Referring to fig. 5, the forward winding segment includes a plurality of first U-shaped coils 21, the plurality of first U-shaped coils 21 are sequentially arranged along the circumferential direction of the stator core 10 and are sequentially connected, each first U-shaped coil 21 includes a left slot segment 211 and a right slot segment 212 for inserting the stator slot 13, the left slot segment 211 and the right slot segment 212 are respectively inserted into adjacent winding layers, for example, referring to fig. 4, the left slot segment 211 and the right slot segment 212 located in the same first U-shaped coil 21 are divided into winding layers inserted into U1-1 and U1-2, the left slot segment 211 and the right slot segment 212 of another first U-shaped coil 21 are respectively inserted into winding layers inserted into U1-3 and U1-4, and the left slot end and the right slot end of another first U-shaped coil 21 are inserted into another winding layer. The distance between the left slot segment 211 and the right slot segment 212 is D, D includes D2 and D3, that is, the value of D of different first U-shaped coils 21 may be different, for example, D2 and D3 may be provided, D2= N-1, that is, D2 corresponds to a distance of N-1 slot pitches, D3= N +1, that is, D3 corresponds to a distance of N +1 slot pitches, wherein a slot pitch refers to a distance corresponding to a predetermined number of stator slots spanned in the circumferential direction of the stator core 10, for example, when a slot pitch is 4, a distance spanned when 4 stator slots are spanned in the circumferential direction of the stator core 10, N is a pole pitch of the motor, N = Z/P, Z is the number of stator slots 13 of a single winding layer, P is a pole number of the motor, and N appearing hereinafter also represents a pole pitch of the motor.
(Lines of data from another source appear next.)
//! Run summaries and console output.
//!
//! [`Summary`] aggregates stored tests and results; [`ConsoleReporter`] is an
//! [`EventSink`] that drives a progress bar while a run is in flight, and
//! [`print_summary`] renders the final counts.

pub mod junit;

pub use junit::JUnitReport;

use std::collections::BTreeMap;
use std::time::Duration;

use chrono::{DateTime, Utc};
use indicatif::{ProgressBar, ProgressStyle};
use parking_lot::Mutex;
use serde::Serialize;

use crate::events::{Event, EventSink};
use crate::model::{SuiteResult, TestDefinition, TestResult, TestStatus};

/// Counts over stored tests and results.
#[derive(Debug, Clone, Default, PartialEq, Serialize)]
pub struct Summary {
    pub total_tests: usize,
    pub status_counts: BTreeMap<TestStatus, usize>,
    pub total_results: usize,
    pub success_count: usize,
    pub failure_count: usize,
    /// Fraction of results that succeeded, 0.0 to 1.0.
    pub success_rate: f64,
    /// Tests that passed only after a retry.
    pub flaky_tests: usize,
}

impl Summary {
    pub fn from_records(tests: &[TestDefinition], results: &[TestResult], flaky_tests: usize) -> Self {
        let success_count = results.iter().filter(|r| r.success).count();
        Self {
            total_tests: tests.len(),
            status_counts: status_counts(tests.iter()),
            total_results: results.len(),
            success_count,
            failure_count: results.len() - success_count,
            success_rate: success_rate(success_count, results.len()),
            flaky_tests,
        }
    }

    /// A summary of one run, counted from its results alone.
    pub fn from_results(results: &[TestResult], flaky_tests: usize) -> Self {
        let mut status_counts = BTreeMap::new();
        for result in results {
            *status_counts.entry(result.status).or_insert(0) += 1;
        }
        let success_count = results.iter().filter(|r| r.success).count();
        Self {
            total_tests: results.len(),
            status_counts,
            total_results: results.len(),
            success_count,
            failure_count: results.len() - success_count,
            success_rate: success_rate(success_count, results.len()),
            flaky_tests,
        }
    }

    pub fn count(&self, status: TestStatus) -> usize {
        self.status_counts.get(&status).copied().unwrap_or(0)
    }

    /// True when every test completed and no result failed.
    pub fn all_passed(&self) -> bool {
        self.failure_count == 0 && self.count(TestStatus::Completed) == self.total_tests
    }
}

fn success_rate(successes: usize, total: usize) -> f64 {
    if total == 0 {
        0.0
    } else {
        successes as f64 / total as f64
    }
}

/// Status counts of the tests that finished within `[from, to]`.
pub fn status_counts_between(
    tests: &[TestDefinition],
    from: DateTime<Utc>,
    to: DateTime<Utc>,
) -> BTreeMap<TestStatus, usize> {
    status_counts(tests.iter().filter(|t| {
        t.completed_at
            .is_some_and(|completed| completed >= from && completed <= to)
    }))
}

fn status_counts<'a>(tests: impl Iterator<Item = &'a TestDefinition>) -> BTreeMap<TestStatus, usize> {
    let mut counts = BTreeMap::new();
    for test in tests {
        *counts.entry(test.status).or_insert(0) += 1;
    }
    counts
}

/// Prints a summary of a run to the console.
pub fn print_summary(summary: &Summary, suites: &[SuiteResult], duration: Duration) {
    println!();
    println!("Test Results:");
    println!("  Total:     {}", summary.total_tests);
    println!(
        "  Passed:    {}",
        console::style(summary.count(TestStatus::Completed)).green()
    );
    println!(
        "  Failed:    {}",
        console::style(summary.count(TestStatus::Failed)).red()
    );

    let timed_out = summary.count(TestStatus::Timeout);
    if timed_out > 0 {
        println!("  Timed out: {}", console::style(timed_out).red());
    }
    let cancelled = summary.count(TestStatus::Cancelled);
    if cancelled > 0 {
        println!("  Cancelled: {}", console::style(cancelled).yellow());
    }
    if summary.flaky_tests > 0 {
        println!("  Flaky:     {}", console::style(summary.flaky_tests).yellow());
    }
    println!("  Success rate: {:.1}%", summary.success_rate * 100.0);
    println!("  Duration:  {:?}", duration);

    if !suites.is_empty() {
        println!();
        println!("Suites:");
        for suite in suites {
            let status = match suite.status {
                TestStatus::Completed => console::style("PASS").green(),
                TestStatus::Cancelled => console::style("CANC").yellow(),
                _ => console::style("FAIL").red(),
            };
            println!(
                "  {} {} ({}/{} passed)",
                status,
                suite.suite_name,
                suite.successful(),
                suite.total()
            );
            if let Some(error) = &suite.error {
                println!("       {}", console::style(error).dim());
            }
        }
    }

    println!();
    if summary.all_passed() && suites.iter().all(|s| s.status == TestStatus::Completed) {
        println!("{}", console::style("All tests passed!").green().bold());
    } else {
        println!("{}", console::style("Some tests failed.").red().bold());
    }
}

/// Shows progress in the terminal as test results arrive.
pub struct ConsoleReporter {
    progress: Mutex<Option<ProgressBar>>,
    verbose: bool,
}

impl ConsoleReporter {
    pub fn new(verbose: bool) -> Self {
        Self {
            progress: Mutex::new(None),
            verbose,
        }
    }

    /// Starts the progress bar for `total` expected results.
    pub fn start(&self, total: usize) {
        let pb = ProgressBar::new(total as u64);
        pb.set_style(
            ProgressStyle::default_bar()
                .template(
                    "{spinner:.green} [{elapsed_precise}] [{bar:40.cyan/blue}] {pos}/{len} ({eta})",
                )
                .unwrap_or_else(|_| ProgressStyle::default_bar())
                .progress_chars("#>-"),
        );
        *self.progress.lock() = Some(pb);
    }

    pub fn finish(&self) {
        if let Some(pb) = self.progress.lock().take() {
            pb.finish_and_clear();
        }
    }

    fn line(&self, message: String) {
        match self.progress.lock().as_ref() {
            Some(pb) => pb.println(message),
            None => println!("{message}"),
        }
    }
}

impl EventSink for ConsoleReporter {
    fn publish(&self, event: &Event) {
        match event {
            Event::TestStatus(status) if self.verbose && status.status == TestStatus::Running => {
                self.line(format!("Running: {}", status.name));
            }
            Event::TestResult(result) => {
                if let Some(pb) = self.progress.lock().as_ref() {
                    pb.inc(1);
                }
                let label = match result.status {
                    TestStatus::Completed => console::style("PASS").green(),
                    TestStatus::Cancelled => console::style("CANC").yellow(),
                    TestStatus::Timeout => console::style("TIME").red(),
                    _ => console::style("FAIL").red(),
                };
                if self.verbose || !result.success {
                    self.line(format!("{} {}", label, result.name));
                    if let Some(error) = &result.error {
                        self.line(format!("     {}", console::style(error).dim()));
                    }
                }
            }
            _ => {}
        }
    }
}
The bottom ends of the left slot section 211 and the right slot section 212 are connected by a connection section 215. The first U-shaped coil 21 further includes a left outer end 213 and a right outer end 214 outside the stator slot 13, the upper end of the left slot section 211 extends toward the direction away from the right slot section 212, the left outer end 213 is connected to the upper end of the left slot section 211, the upper end of the right slot section 212 extends toward the direction away from the left slot section 211, and the right outer end 214 is connected to the upper end of the right slot section 212; two adjacent first U-shaped coils 21 are connected by welding the left outer end 213 and the right outer end 214, specifically, the terminal portion of the left outer end 213 and the terminal portion of the right outer end 214 are welded after being twisted together, the distance between the left outer end 213 and the lower end of the left slot section 211 is N/2, and the distance between the right outer end 214 and the lower end of the right slot section 212 is N/2. Referring to fig. 4, the left outer end 213 and the right outer end 214 of the forward winding segment are welded to form a combined end, and the positions of all the combined ends of the forward winding segment correspond to U1-3, U1-4, U1-5, U1-6, U1-7, U1-8, U1-9, U1-10, U1-11, U1-12, U1-13, U1-14, U1-15, U1-16, U1-17, U1-18, U1-19, U1-20, U1-21, U1-22, and U1-23 in fig. 4. The position of U1-1 corresponds to the position of the left outer end 213 of one of the first U-shaped coils 21, which left outer end 213 is soldered to one of the terminals 50.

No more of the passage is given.